YOUR GOAL – I need the number of lines in the data that include "await"; reply with that number alone.

===== RECORDS

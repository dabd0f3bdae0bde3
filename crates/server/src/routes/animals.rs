use axum::{
    Json, Router,
    extract::{Path, Query, State, rejection::{JsonRejection, PathRejection, QueryRejection}},
    http::StatusCode,
    response::Json as ResponseJson,
    routing::get,
};
use contracts::{Animal, AnimalFilter, CreateAnimal, UpdateAnimal, api::Page};
use utils::response::ApiResponse;
use uuid::Uuid;

use crate::{Deployment, error::ApiError};

type AnimalResponse = ResponseJson<ApiResponse<Animal>>;

/// GET /api/animals
pub async fn list_animals(
    State(deployment): State<Deployment>,
    query: Result<Query<AnimalFilter>, QueryRejection>,
) -> Result<ResponseJson<ApiResponse<Page<Animal>>>, ApiError> {
    let Query(filter) = query?;
    let page = filter.validate()?;
    let animals = deployment.animals().list(&filter, page).await?;
    Ok(ResponseJson(ApiResponse::success(animals)))
}

/// POST /api/animals
pub async fn create_animal(
    State(deployment): State<Deployment>,
    payload: Result<Json<CreateAnimal>, JsonRejection>,
) -> Result<(StatusCode, AnimalResponse), ApiError> {
    let Json(payload) = payload?;
    let data = payload.validate()?;
    let animal = deployment.animals().create(data).await?;
    Ok((StatusCode::CREATED, ResponseJson(ApiResponse::success(animal))))
}

/// GET /api/animals/{id}
pub async fn get_animal(
    State(deployment): State<Deployment>,
    id: Result<Path<Uuid>, PathRejection>,
) -> Result<AnimalResponse, ApiError> {
    let Path(id) = id?;
    let animal = deployment.animals().get(id).await?;
    Ok(ResponseJson(ApiResponse::success(animal)))
}

/// PUT /api/animals/{id}
///
/// Full replacement: the body must carry every required field.
pub async fn replace_animal(
    State(deployment): State<Deployment>,
    id: Result<Path<Uuid>, PathRejection>,
    payload: Result<Json<CreateAnimal>, JsonRejection>,
) -> Result<AnimalResponse, ApiError> {
    let Path(id) = id?;
    let Json(payload) = payload?;
    let data = payload.validate()?;
    let animal = deployment.animals().replace(id, data).await?;
    Ok(ResponseJson(ApiResponse::success(animal)))
}

/// PATCH /api/animals/{id}
pub async fn patch_animal(
    State(deployment): State<Deployment>,
    id: Result<Path<Uuid>, PathRejection>,
    payload: Result<Json<UpdateAnimal>, JsonRejection>,
) -> Result<AnimalResponse, ApiError> {
    let Path(id) = id?;
    let Json(payload) = payload?;
    let animal = deployment.animals().patch(id, payload.validate()?).await?;
    Ok(ResponseJson(ApiResponse::success(animal)))
}

/// DELETE /api/animals/{id}
pub async fn delete_animal(
    State(deployment): State<Deployment>,
    id: Result<Path<Uuid>, PathRejection>,
) -> Result<ResponseJson<ApiResponse<()>>, ApiError> {
    let Path(id) = id?;
    deployment.animals().delete(id).await?;
    Ok(ResponseJson(ApiResponse::success(())))
}

pub fn router(_deployment: &Deployment) -> Router<Deployment> {
    Router::new()
        .route("/animals", get(list_animals).post(create_animal))
        .route(
            "/animals/{id}",
            get(get_animal)
                .put(replace_animal)
                .patch(patch_animal)
                .delete(delete_animal),
        )
}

==========

YOUR RESPONSE – 6